• What you will do: Without changing anything, transcribe all of the entries.

Dataset entries

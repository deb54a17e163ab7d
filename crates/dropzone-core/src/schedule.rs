//! Continuations deferred until the current synchronous pass completes.
//!
//! The rendering collaborator drains the queue (via
//! [`Session::run_deferred`](crate::session::Session::run_deferred)) once it
//! has applied the state changes of the pass that queued them.

use std::collections::VecDeque;

use crate::file::FileInfo;

/// A unit of deferred work.
#[derive(Debug, Clone, PartialEq, Eq)]
pub enum Deferred {
    /// Load the initial files into the picker and run them as a selection.
    Seed(Vec<FileInfo>),
    /// Re-publish the picker's list as a change input.
    EchoChange,
    /// Treat a click as a cancelled picker dialog: clear the selection.
    ClickReset,
}

/// FIFO queue of [`Deferred`] work.
#[derive(Debug, Clone, Default)]
pub struct DeferredQueue {
    pending: VecDeque<Deferred>,
}

impl DeferredQueue {
    pub fn new() -> Self {
        Self::default()
    }

    pub fn push(&mut self, task: Deferred) {
        tracing::trace!(?task, "deferred");
        self.pending.push_back(task);
    }

    pub fn pop(&mut self) -> Option<Deferred> {
        self.pending.pop_front()
    }

    /// Removes every pending task matching `stale`, keeping the order of the
    /// rest. Returns how many were removed.
    pub fn discard(&mut self, mut stale: impl FnMut(&Deferred) -> bool) -> usize {
        let before = self.pending.len();
        self.pending.retain(|task| !stale(task));
        let removed = before - self.pending.len();
        if removed > 0 {
            tracing::trace!(removed, "deferred work discarded");
        }
        removed
    }

    pub fn len(&self) -> usize {
        self.pending.len()
    }

    pub fn is_empty(&self) -> bool {
        self.pending.is_empty()
    }
}
//! Command-line frontend: validates files on disk as one dropzone selection.
//!
//! ```text
//! dropzone-cli [--config dropzone.toml] [--drop] FILE...
//! ```
//!
//! Prints the accepted files and rejections as JSON on stdout.

use std::path::{Path, PathBuf};

use anyhow::Context;
use dropzone_core::{
    DropzoneConfig, FileInfo, InputKind, Outcome, Rejection, Session, UploadListener,
};
use tracing_subscriber::{layer::SubscriberExt, util::SubscriberInitExt};

#[derive(Debug, Default, PartialEq, Eq)]
struct CliArgs {
    config: Option<PathBuf>,
    kind: Option<InputKind>,
    files: Vec<PathBuf>,
}

fn parse_args(args: impl IntoIterator<Item = String>) -> anyhow::Result<CliArgs> {
    let mut parsed = CliArgs::default();
    let mut args = args.into_iter();
    while let Some(arg) = args.next() {
        match arg.as_str() {
            "--config" | "-c" => {
                let path = args.next().context("--config requires a path")?;
                parsed.config = Some(PathBuf::from(path));
            }
            "--drop" => parsed.kind = Some(InputKind::Drop),
            other if other.starts_with("--") => anyhow::bail!("unknown option: {other}"),
            _ => parsed.files.push(PathBuf::from(arg)),
        }
    }
    Ok(parsed)
}

/// Keeps the most recent notification.
#[derive(Debug, Default)]
struct LastUpload {
    outcome: Option<Outcome>,
}

impl UploadListener for LastUpload {
    fn on_upload(&mut self, accepted: &[FileInfo], rejections: &[Rejection]) {
        tracing::info!(
            accepted = accepted.len(),
            rejected = rejections.len(),
            "upload"
        );
        self.outcome = Some(Outcome {
            accepted: accepted.to_vec(),
            rejections: rejections.to_vec(),
        });
    }
}

/// Reads a file from disk, preferring the registered MIME type over the
/// name-based guess.
fn load_file(path: &Path) -> anyhow::Result<FileInfo> {
    let file = FileInfo::from_path(path)
        .with_context(|| format!("failed to read {}", path.display()))?;
    Ok(match mime_guess::from_path(path).first_raw() {
        Some(mime) => file.with_mime(mime),
        None => file,
    })
}

fn run(args: CliArgs) -> anyhow::Result<Outcome> {
    let config = match &args.config {
        Some(path) => DropzoneConfig::load(path)?,
        None => DropzoneConfig::default(),
    };
    let files = args
        .files
        .iter()
        .map(|p| load_file(p))
        .collect::<anyhow::Result<Vec<_>>>()?;

    let mut session = Session::new(config, LastUpload::default());
    session.handle_input(args.kind.unwrap_or(InputKind::Change), files);
    session.run_deferred();

    let current = session.outcome();
    Ok(session.into_listener().outcome.unwrap_or(current))
}

fn main() -> anyhow::Result<()> {
    tracing_subscriber::registry()
        .with(
            tracing_subscriber::EnvFilter::try_from_default_env()
                .unwrap_or_else(|_| "dropzone_cli=info".into()),
        )
        .with(tracing_subscriber::fmt::layer().with_writer(std::io::stderr))
        .init();

    let args = parse_args(std::env::args().skip(1))?;
    if args.files.is_empty() {
        anyhow::bail!("usage: dropzone-cli [--config PATH] [--drop] FILE...");
    }

    let outcome = run(args)?;
    println!("{}", serde_json::to_string_pretty(&outcome)?);
    Ok(())
}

• Task response:
repository deb54a17e163ab7d
filename crates/dropzone-core/src/schedule.rs
//! Continuations deferred until the current synchronous pass completes.
//!
//! The rendering collaborator drains the queue (via
//! [`Session::run_deferred`](crate::session::Session::run_deferred)) once it
//! has applied the state changes of the pass that queued them.

use std::collections::VecDeque;

use crate::file::FileInfo;

/// A unit of deferred work.
#[derive(Debug, Clone, PartialEq, Eq)]
pub enum Deferred {
    /// Load the initial files into the picker and run them as a selection.
    Seed(Vec<FileInfo>),
    /// Re-publish the picker's list as a change input.
    EchoChange,
    /// Treat a click as a cancelled picker dialog: clear the selection.
    ClickReset,
}

/// FIFO queue of [`Deferred`] work.
#[derive(Debug, Clone, Default)]
pub struct DeferredQueue {
    pending: VecDeque<Deferred>,
}

impl DeferredQueue {
    pub fn new() -> Self {
        Self::default()
    }

    pub fn push(&mut self, task: Deferred) {
        tracing::trace!(?task, "deferred");
        self.pending.push_back(task);
    }

    pub fn pop(&mut self) -> Option<Deferred> {
        self.pending.pop_front()
    }

    /// Removes every pending task matching `stale`, keeping the order of the
    /// rest. Returns how many were removed.
    pub fn discard(&mut self, mut stale: impl FnMut(&Deferred) -> bool) -> usize {
        let before = self.pending.len();
        self.pending.retain(|task| !stale(task));
        let removed = before - self.pending.len();
        if removed > 0 {
            tracing::trace!(removed, "deferred work discarded");
        }
        removed
    }

    pub fn len(&self) -> usize {
        self.pending.len()
    }

    pub fn is_empty(&self) -> bool {
        self.pending.is_empty()
    }
}
//! Command-line frontend: validates files on disk as one dropzone selection.
//!
//! ```text
//! dropzone-cli [--config dropzone.toml] [--drop] FILE...
//! ```
//!
//! Prints the accepted files and rejections as JSON on stdout.

use std::path::{Path, PathBuf};

use anyhow::Context;
use dropzone_core::{
    DropzoneConfig, FileInfo, InputKind, Outcome, Rejection, Session, UploadListener,
};
use tracing_subscriber::{layer::SubscriberExt, util::SubscriberInitExt};

#[derive(Debug, Default, PartialEq, Eq)]
struct CliArgs {
    config: Option<PathBuf>,
    kind: Option<InputKind>,
    files: Vec<PathBuf>,
}

fn parse_args(args: impl IntoIterator<Item = String>) -> anyhow::Result<CliArgs> {
    let mut parsed = CliArgs::default();
    let mut args = args.into_iter();
    while let Some(arg) = args.next() {
        match arg.as_str() {
            "--config" | "-c" => {
                let path = args.next().context("--config requires a path")?;
                parsed.config = Some(PathBuf::from(path));
            }
            "--drop" => parsed.kind = Some(InputKind::Drop),
            other if other.starts_with("--") => anyhow::bail!("unknown option: {other}"),
            _ => parsed.files.push(PathBuf::from(arg)),
        }
    }
    Ok(parsed)
}

/// Keeps the most recent notification.
#[derive(Debug, Default)]
struct LastUpload {
    outcome: Option<Outcome>,
}

impl UploadListener for LastUpload {
    fn on_upload(&mut self, accepted: &[FileInfo], rejections: &[Rejection]) {
        tracing::info!(
            accepted = accepted.len(),
            rejected = rejections.len(),
            "upload"
        );
        self.outcome = Some(Outcome {
            accepted: accepted.to_vec(),
            rejections: rejections.to_vec(),
        });
    }
}

/// Reads a file from disk, preferring the registered MIME type over the
/// name-based guess.
fn load_file(path: &Path) -> anyhow::Result<FileInfo> {
    let file = FileInfo::from_path(path)
        .with_context(|| format!("failed to read {}", path.display()))?;
    Ok(match mime_guess::from_path(path).first_raw() {
        Some(mime) => file.with_mime(mime),
        None => file,
    })
}

fn run(args: CliArgs) -> anyhow::Result<Outcome> {
    let config = match &args.config {
        Some(path) => DropzoneConfig::load(path)?,
        None => DropzoneConfig::default(),
    };
    let files = args
        .files
        .iter()
        .map(|p| load_file(p))
        .collect::<anyhow::Result<Vec<_>>>()?;

    let mut session = Session::new(config, LastUpload::default());
    session.handle_input(args.kind.unwrap_or(InputKind::Change), files);
    session.run_deferred();

    let current = session.outcome();
    Ok(session.into_listener().outcome.unwrap_or(current))
}

fn main() -> anyhow::Result<()> {
    tracing_subscriber::registry()
        .with(
            tracing_subscriber::EnvFilter::try_from_default_env()
                .unwrap_or_else(|_| "dropzone_cli=info".into()),
        )
        .with(tracing_subscriber::fmt::layer().with_writer(std::io::stderr))
        .init();

    let args = parse_args(std::env::args().skip(1))?;
    if args.files.is_empty() {
        anyhow::bail!("usage: dropzone-cli [--config PATH] [--drop] FILE...");
    }

    let outcome = run(args)?;
    println!("{}", serde_json::to_string_pretty(&outcome)?);
    Ok(())
}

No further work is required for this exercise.